For many people hunting is life. Well, in my household it was more of a hobby that we would do every now and then. Growing up my stepfather taught me how to hunt and fish, but we would only hunt and fish for things that he thought were worthwhile. We would dove hunt maybe 3-4 times every fall and occasionally hunt rabbit or squirrel when he had the time.

My dad did not actually realize how much I enjoyed hunting and fishing. Therefore, he skipped teaching me the details behind certain animals… Details like tracks, vocalizations, fecal matter, and other things.

This post is not supposed to be a knock against my dad. He is a good man and he did teach me lessons that I plan to pass down to my children someday. But when it came to the outdoors, it was his way or the highway and no questions asked. Therefore, the lessons I learned were minimal since I could not be forward with him.

Once a year, specifically the third week of October, we would take a week out of our lives to go down south to North Carolina to go deer hunting with my grandfather and my uncle. This would be the only time of year we would actually deer hunt. We never bought deer tags in PA (where we were located) growing up because my dad would usually bag a buck in NC. In the Tarheel State baiting is the bread and butter to deer hunting. My grandfather had four separate food plots that we would use to hunt. Typically everyone would bag a deer in the first 2-3 days and the rest of week would be used for processing the deer and having cookouts along the Yadkin river.

Well, nowadays, it is quite different for me. I took a break from hunting while I was in college and during that time my grandfather hung up his boots from hunting and both my uncle and stepfather physically cannot hunt anymore.
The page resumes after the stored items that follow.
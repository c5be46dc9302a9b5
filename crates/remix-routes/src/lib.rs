//! Route tree model and server bundle manifest builder
//!
//! This crate owns the route side of a build:
//!
//! - **Route tree**: validated parent-linked [`RouteNode`]s with a single root
//! - **Route filtering**: `ignoredRouteFiles` glob matching
//! - **Manifest building**: assignment of addressable routes to server bundles
//!
//! # Example
//!
//! ```ignore
//! use remix_routes::{ManifestBuilder, RouteNode, RouteTree, ServerBundlesArgs};
//!
//! let routes = RouteTree::from_nodes([
//!     RouteNode::new("root", "app/root.tsx"),
//!     RouteNode::new("routes/_index", "app/routes/_index.tsx").with_parent("root").as_index(),
//! ])?;
//! let bundles = |_: &ServerBundlesArgs<'_>| "bundle-1".to_string();
//! let manifest = ManifestBuilder::new("build", "index.js")
//!     .build(&routes, Some(&bundles))
//!     .await?;
//! ```

pub mod error;
pub mod manifest;
pub mod route;

pub use error::{BoxError, Error, Result};
pub use manifest::{
    BuildManifest, DEFAULT_SERVER_BUNDLE_ID, ManifestBuilder, ServerBundle, ServerBundles,
    ServerBundlesArgs,
};
pub use route::{RouteNode, RouteTree};
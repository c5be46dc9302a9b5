//! Configuration values and their frozen form

use std::fmt;
use std::sync::Arc;

use remix_routes::ServerBundles;
use serde::{Serialize, Serializer};
use serde_json::Value;

use crate::error::{Error, Result};
use crate::preset::{BuildEndHook, Preset};

/// The value stored under a [`ConfigKey`](crate::ConfigKey)
///
/// Data keys hold JSON; `serverBundles` and `buildEnd` hold behavior. Data is
/// compared structurally, behavior by identity.
#[derive(Clone)]
pub enum ConfigValue {
    Data(Value),
    ServerBundles(Arc<dyn ServerBundles>),
    BuildEnd(Arc<dyn BuildEndHook>),
    Presets(Vec<Arc<dyn Preset>>),
}

impl ConfigValue {
    pub fn as_data(&self) -> Option<&Value> {
        match self {
            Self::Data(value) => Some(value),
            _ => None,
        }
    }

    /// Short description of the value's kind, for error messages
    pub fn kind(&self) -> &'static str {
        match self {
            Self::Data(_) => "data",
            Self::ServerBundles(_) => "serverBundles function",
            Self::BuildEnd(_) => "buildEnd function",
            Self::Presets(_) => "preset list",
        }
    }
}

impl From<Value> for ConfigValue {
    fn from(value: Value) -> Self {
        Self::Data(value)
    }
}

impl PartialEq for ConfigValue {
    fn eq(&self, other: &Self) -> bool {
        match (self, other) {
            (Self::Data(a), Self::Data(b)) => a == b,
            (Self::ServerBundles(a), Self::ServerBundles(b)) => Arc::ptr_eq(a, b),
            (Self::BuildEnd(a), Self::BuildEnd(b)) => Arc::ptr_eq(a, b),
            (Self::Presets(a), Self::Presets(b)) => {
                a.len() == b.len() && a.iter().zip(b).all(|(x, y)| Arc::ptr_eq(x, y))
            }
            _ => false,
        }
    }
}

impl fmt::Debug for ConfigValue {
    fn fmt(&self, f: &mut fmt::Formatter<'_>) -> fmt::Result {
        match self {
            Self::Data(value) => f.debug_tuple("Data").field(value).finish(),
            Self::ServerBundles(_) => f.write_str("ServerBundles(<function>)"),
            Self::BuildEnd(_) => f.write_str("BuildEnd(<function>)"),
            Self::Presets(presets) => f
                .debug_tuple("Presets")
                .field(&presets.iter().map(|p| p.name()).collect::<Vec<_>>())
                .finish(),
        }
    }
}

/// Immutable JSON data owned by a resolved configuration
///
/// Cloning shares the same underlying value. Only shared borrows are ever
/// handed out; the runtime setters exist for callers that receive the value
/// across an untyped boundary and always fail.
#[derive(Clone, PartialEq)]
pub struct FrozenValue(Arc<Value>);

impl FrozenValue {
    pub fn new(value: Value) -> Self {
        Self(Arc::new(value))
    }

    pub fn as_value(&self) -> &Value {
        &self.0
    }

    /// Look up a nested object member or array element
    pub fn get(&self, key: &str) -> Option<&Value> {
        match self.0.as_ref() {
            Value::Object(map) => map.get(key),
            Value::Array(items) => key.parse::<usize>().ok().and_then(|i| items.get(i)),
            _ => None,
        }
    }

    /// Whether two handles point at the same frozen value
    pub fn same_instance(&self, other: &Self) -> bool {
        Arc::ptr_eq(&self.0, &other.0)
    }

    /// Frozen values reject every mutation
    pub fn try_set(&self, path: &str, _value: Value) -> Result<()> {
        Err(Error::FrozenConfig {
            path: path.to_string(),
        })
    }

    /// A detached, mutable copy of the data
    pub fn to_mutable(&self) -> Value {
        self.0.as_ref().clone()
    }
}

impl fmt::Debug for FrozenValue {
    fn fmt(&self, f: &mut fmt::Formatter<'_>) -> fmt::Result {
        fmt::Debug::fmt(self.0.as_ref(), f)
    }
}

impl Serialize for FrozenValue {
    fn serialize<S: Serializer>(&self, serializer: S) -> std::result::Result<S::Ok, S::Error> {
        self.0.serialize(serializer)
    }
}
//! The external bundler collaborator
//!
//! The bundler is a black box: it is started with a working directory and
//! optional port/target, and reports back an exit status and its stderr.
//! A build succeeds only on exit code 0 with nothing on stderr.

use std::path::PathBuf;
use std::process::Stdio;

use async_trait::async_trait;
use tokio::process::Command;

use crate::error::{Error, Result};

/// Environment variable carrying the requested port
pub const PORT_ENV: &str = "PORT";

/// Environment variable carrying the requested build target
pub const TARGET_ENV: &str = "REMIX_BUILD_TARGET";

/// Parameters passed to the build trigger
#[derive(Debug, Clone, PartialEq, Eq)]
pub struct BuildRequest {
    pub cwd: PathBuf,
    pub port: Option<u16>,
    pub target: Option<String>,
}

impl BuildRequest {
    pub fn new(cwd: impl Into<PathBuf>) -> Self {
        Self {
            cwd: cwd.into(),
            port: None,
            target: None,
        }
    }

    pub fn with_port(mut self, port: u16) -> Self {
        self.port = Some(port);
        self
    }

    pub fn with_target(mut self, target: impl Into<String>) -> Self {
        self.target = Some(target.into());
        self
    }
}

/// What the bundler reported back
#[derive(Debug, Clone, Default, PartialEq, Eq)]
pub struct BuildStatus {
    /// `None` when the process was killed by a signal
    pub exit_code: Option<i32>,
    pub stderr: String,
}

impl BuildStatus {
    pub fn success() -> Self {
        Self {
            exit_code: Some(0),
            stderr: String::new(),
        }
    }

    pub fn failure(exit_code: Option<i32>, stderr: impl Into<String>) -> Self {
        Self {
            exit_code,
            stderr: stderr.into(),
        }
    }

    /// Exit code 0 and no stderr output
    pub fn is_success(&self) -> bool {
        self.exit_code == Some(0) && self.stderr.trim().is_empty()
    }
}

/// Starts the external build and waits for it to finish
#[async_trait]
pub trait BuildTrigger: Send + Sync {
    async fn trigger(&self, request: &BuildRequest) -> Result<BuildStatus>;
}

/// Runs the bundler as a subprocess
#[derive(Debug, Clone)]
pub struct ProcessBuildTrigger {
    program: String,
    args: Vec<String>,
}

impl ProcessBuildTrigger {
    pub fn new(program: impl Into<String>, args: Vec<String>) -> Self {
        Self {
            program: program.into(),
            args,
        }
    }

    /// Split a command line of the form `[program, args...]`
    ///
    /// Returns `None` for an empty command.
    pub fn from_command(command: &[String]) -> Option<Self> {
        let (program, args) = command.split_first()?;
        Some(Self::new(program.clone(), args.to_vec()))
    }

    pub fn program(&self) -> &str {
        &self.program
    }
}

#[async_trait]
impl BuildTrigger for ProcessBuildTrigger {
    async fn trigger(&self, request: &BuildRequest) -> Result<BuildStatus> {
        let mut command = Command::new(&self.program);
        command
            .args(&self.args)
            .current_dir(&request.cwd)
            .stdin(Stdio::null())
            .stdout(Stdio::piped())
            .stderr(Stdio::piped());
        if let Some(port) = request.port {
            command.env(PORT_ENV, port.to_string());
        }
        if let Some(target) = &request.target {
            command.env(TARGET_ENV, target);
        }

        tracing::debug!(program = %self.program, args = ?self.args, cwd = %request.cwd.display(), "Starting build command");
        let output = command.output().await.map_err(|source| Error::TriggerSpawn {
            program: self.program.clone(),
            source,
        })?;

        for line in String::from_utf8_lossy(&output.stdout).lines() {
            tracing::debug!(target: "remix_build::bundler", "{line}");
        }

        Ok(BuildStatus {
            exit_code: output.status.code(),
            stderr: String::from_utf8_lossy(&output.stderr).to_string(),
        })
    }
}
Meaning my grandfather’s food plots and our week long trips are a thing of the past. But after my graduation from school and when I started dating the daughter of probably the most outstanding outdoorsman that I have ever met,  I was finally convinced to get back into hunting. Specifically deer hunting. Thinking it would be easy but sure enough I was very wrong to think that.

One thing I learned right away is that deer hunting in North Carolina versus deer hunting in Pennsylvania is a completely different ball game. I am not dissing North Carolina hunters, not everyone baits down south and if they do bait… well if they do bait I know how painful of a preparation process it is to set up a food plot and how difficult it can be to maintain, especially in southern heat. But in Pennsylvania, baiting is a big “no no”. Well actually, a hunter may lay out bait during the pre-season months but the bait has to be removed 30 days prior to the season.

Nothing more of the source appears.